Prediction: Woefully Wrong

This game was over before it started. At very least, it was over once Chris Johnson ripped off his 300th 80+yard td run of the season. Chris Johnson is your fantasy MVP this year unless he pulls a triple Westbrook and kneels on the 1 the rest of the season. He may even get some buzz for NFL MVP, though it should be noted that he played in six straight losses for the Titans. He surely is their best player, but he doesn't carry the team to victories, he just carries the ball 90 yards in 7 seconds. At will. He will get some attention when he pretends to want to race Rajon Rondo in the hopes that both guys can become mainstream famous if their manufactured cross-sport competition catches on with the general public.
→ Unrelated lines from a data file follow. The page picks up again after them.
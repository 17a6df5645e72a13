//! Browser sessions
//!
//! A `BrowserSession` is one isolated browsing identity: its own cookie jar,
//! its own user agent, its own connection pool. Fetch strategies open
//! sessions through a `SessionFactory` and decide how long each one lives.
//!
//! The shipped implementation drives plain HTTP through `reqwest`. Anything
//! that can navigate to a URL and hand back status and markup (a remote
//! headless browser, a recorded fixture) can implement the same traits.

use crate::config::{FetchConfig, IsolatedConfig};
use crate::crawler::jitter::JitterSource;
use async_trait::async_trait;
use reqwest::{redirect::Policy, Client};
use std::fmt;
use std::sync::atomic::{AtomicU64, AtomicUsize, Ordering};
use std::time::Duration;
use thiserror::Error;

/// Category of a transport failure
#[derive(Debug, Clone, Copy, PartialEq, Eq)]
pub enum TransportErrorKind {
    Timeout,
    Connect,
    Other,
}

impl fmt::Display for TransportErrorKind {
    fn fmt(&self, f: &mut fmt::Formatter<'_>) -> fmt::Result {
        match self {
            Self::Timeout => f.write_str("timeout"),
            Self::Connect => f.write_str("connect"),
            Self::Other => f.write_str("transport"),
        }
    }
}

/// The request never produced an HTTP response (DNS, connect, timeout, reset)
#[derive(Debug, Clone, Error)]
#[error("{kind} error: {message}")]
pub struct TransportError {
    pub kind: TransportErrorKind,
    pub message: String,
}

impl TransportError {
    pub fn new(kind: TransportErrorKind, message: impl Into<String>) -> Self {
        Self {
            kind,
            message: message.into(),
        }
    }
}

impl From<reqwest::Error> for TransportError {
    fn from(err: reqwest::Error) -> Self {
        let kind = if err.is_timeout() {
            TransportErrorKind::Timeout
        } else if err.is_connect() {
            TransportErrorKind::Connect
        } else {
            TransportErrorKind::Other
        };
        Self::new(kind, err.to_string())
    }
}

/// A page as returned by a navigation
#[derive(Debug, Clone)]
pub struct FetchedPage {
    /// URL that was requested
    pub url: String,
    /// URL after redirects
    pub final_url: String,
    pub status: u16,
    pub body: String,
    /// Session that produced the page
    pub session_id: u64,
}

impl FetchedPage {
    pub fn is_success(&self) -> bool {
        (200..300).contains(&self.status)
    }
}

/// Timing profile of the scripted human interaction
#[derive(Debug, Clone, Copy, PartialEq, Eq)]
pub struct HumanProfile {
    pub dwell_min_ms: u64,
    pub dwell_max_ms: u64,
    pub scroll_steps: u32,
    pub scroll_pause_min_ms: u64,
    pub scroll_pause_max_ms: u64,
}

impl HumanProfile {
    pub fn from_config(config: &IsolatedConfig) -> Self {
        Self {
            dwell_min_ms: config.dwell_min_ms,
            dwell_max_ms: config.dwell_max_ms,
            scroll_steps: config.scroll_steps,
            scroll_pause_min_ms: config.scroll_pause_min_ms,
            scroll_pause_max_ms: config.scroll_pause_max_ms,
        }
    }

    /// No interaction at all
    pub fn none() -> Self {
        Self {
            dwell_min_ms: 0,
            dwell_max_ms: 0,
            scroll_steps: 0,
            scroll_pause_min_ms: 0,
            scroll_pause_max_ms: 0,
        }
    }
}

/// One browsing identity
#[async_trait]
pub trait BrowserSession: Send {
    fn id(&self) -> u64;

    /// Loads a URL and returns whatever the server answered
    ///
    /// HTTP error statuses are returned as pages; only failures that never
    /// reached an HTTP response are errors.
    async fn navigate(&mut self, url: &str) -> Result<FetchedPage, TransportError>;

    /// Scrolls through the current page and dwells on it
    async fn simulate_human(&mut self, profile: &HumanProfile, jitter: &dyn JitterSource) {
        for step in 0..profile.scroll_steps {
            let pause =
                jitter.duration_ms(profile.scroll_pause_min_ms, profile.scroll_pause_max_ms);
            tracing::trace!("Session {} scroll step {} ({:?})", self.id(), step + 1, pause);
            tokio::time::sleep(pause).await;
        }
        let dwell = jitter.duration_ms(profile.dwell_min_ms, profile.dwell_max_ms);
        tracing::trace!("Session {} dwelling for {:?}", self.id(), dwell);
        tokio::time::sleep(dwell).await;
    }

    /// Tears the session down
    async fn close(self: Box<Self>);
}

/// Opens new sessions
#[async_trait]
pub trait SessionFactory: Send + Sync {
    async fn open(&self) -> Result<Box<dyn BrowserSession>, TransportError>;
}

/// HTTP-backed session with its own cookie jar
pub struct HttpSession {
    id: u64,
    client: Client,
    user_agent: String,
}

impl HttpSession {
    pub fn user_agent(&self) -> &str {
        &self.user_agent
    }
}

#[async_trait]
impl BrowserSession for HttpSession {
    fn id(&self) -> u64 {
        self.id
    }

    async fn navigate(&mut self, url: &str) -> Result<FetchedPage, TransportError> {
        let response = self.client.get(url).send().await?;
        let status = response.status().as_u16();
        let final_url = response.url().to_string();
        let body = response.text().await?;

        tracing::debug!("Session {} fetched {} ({})", self.id, url, status);

        Ok(FetchedPage {
            url: url.to_string(),
            final_url,
            status,
            body,
            session_id: self.id,
        })
    }

    async fn close(self: Box<Self>) {
        tracing::trace!("Session {} closed", self.id);
    }
}

/// Builds `HttpSession`s, rotating through the configured user agents
pub struct HttpSessionFactory {
    user_agents: Vec<String>,
    request_timeout: Duration,
    connect_timeout: Duration,
    next_id: AtomicU64,
    next_agent: AtomicUsize,
}

impl HttpSessionFactory {
    pub fn new(config: &FetchConfig) -> Self {
        Self {
            user_agents: config.user_agents.clone(),
            request_timeout: Duration::from_secs(config.request_timeout_secs),
            connect_timeout: Duration::from_secs(config.connect_timeout_secs),
            next_id: AtomicU64::new(1),
            next_agent: AtomicUsize::new(0),
        }
    }

    fn pick_user_agent(&self) -> String {
        if self.user_agents.is_empty() {
            return format!("{}/{}", env!("CARGO_PKG_NAME"), env!("CARGO_PKG_VERSION"));
        }
        let idx = self.next_agent.fetch_add(1, Ordering::Relaxed) % self.user_agents.len();
        self.user_agents[idx].clone()
    }
}

#[async_trait]
impl SessionFactory for HttpSessionFactory {
    async fn open(&self) -> Result<Box<dyn BrowserSession>, TransportError> {
        let user_agent = self.pick_user_agent();
        let client = Client::builder()
            .user_agent(user_agent.clone())
            .cookie_store(true)
            .timeout(self.request_timeout)
            .connect_timeout(self.connect_timeout)
            .redirect(Policy::limited(10))
            .gzip(true)
            .brotli(true)
            .build()?;

        let id = self.next_id.fetch_add(1, Ordering::Relaxed);
        tracing::debug!("Opened session {} as '{}'", id, user_agent);

        Ok(Box::new(HttpSession {
            id,
            client,
            user_agent,
        }))
    }
}
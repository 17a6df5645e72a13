/// Lifecycle status of a crawl session
///
/// A session is created `Running` and closed exactly once into one of the
/// three terminal statuses.
use std::fmt;

/// Status of a crawl session
#[derive(Debug, Clone, Copy, PartialEq, Eq, Hash)]
pub enum SessionStatus {
    /// The orchestrator is still working on this session
    Running,

    /// Both phases finished without a fatal error
    Completed,

    /// A phase-scoped error aborted the run
    Failed,

    /// An external signal stopped the run before it finished
    Interrupted,
}

impl SessionStatus {
    /// Returns true once the session has been closed
    pub fn is_terminal(&self) -> bool {
        !matches!(self, Self::Running)
    }

    /// Converts the status to its database string representation
    pub fn to_db_string(&self) -> &'static str {
        match self {
            Self::Running => "running",
            Self::Completed => "completed",
            Self::Failed => "failed",
            Self::Interrupted => "interrupted",
        }
    }

    /// Parses a status from its database string representation
    ///
    /// Returns None if the string doesn't match any known status.
    pub fn from_db_string(s: &str) -> Option<Self> {
        match s {
            "running" => Some(Self::Running),
            "completed" => Some(Self::Completed),
            "failed" => Some(Self::Failed),
            "interrupted" => Some(Self::Interrupted),
            _ => None,
        }
    }

    /// Process exit code the CLI reports for a session closed in this status
    pub fn exit_code(&self) -> i32 {
        match self {
            Self::Completed => 0,
            Self::Running | Self::Failed => 1,
            Self::Interrupted => 130,
        }
    }
}

impl fmt::Display for SessionStatus {
    fn fmt(&self, f: &mut fmt::Formatter<'_>) -> fmt::Result {
        f.write_str(self.to_db_string())
    }
}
It won't, but I wouldn't count out Rondo if the contest happens. It reminds me of the episode of And1 Mixtape where the ESPN intern who ran track at UNC got schooled in a sprint by the Helicopter or Go Get It or whoever. Vic, our resident And1 historian, will undoubtedly correct me on this. Johnson is fast. 4.24 in the 40 fast. But Rondo is clearly operating with a hyper-evolved human physiology. He is how our future selves will be genetically designed to be. And we will all be really good point guards who may or may not be able to beat Chris Johnson in a foot race.


Elmo 81
Aggies 78

Prediction: Unclear, as the predicted winner was not involved in this game

The Aggies had some pretty spectacular lineup failures in this game. Not starting a TE with a TE on the bench is the kind of error that makes me dread the prospect of fatherhood. It is hard to believe that I could ever be so busy that I would need Vic's retroactive lineup setting for two positions in one week. That said, it was the resurgence of Antonio Bryant that could have pushed the Aggies over the top in this matchup. Bryant is back to his old tricks from last year: namely, getting really productive at the right time of year. Unfortunately he (like his real team) will likely be in the consolation round. The Elmos survived an injury to QB Matt Ryan to pull out the close win. The real question going forward will be whether Vince Young can continue to win games for the Elmos and the Titans. At the pace he's going, VY is... dare we we say it... a potential keeper?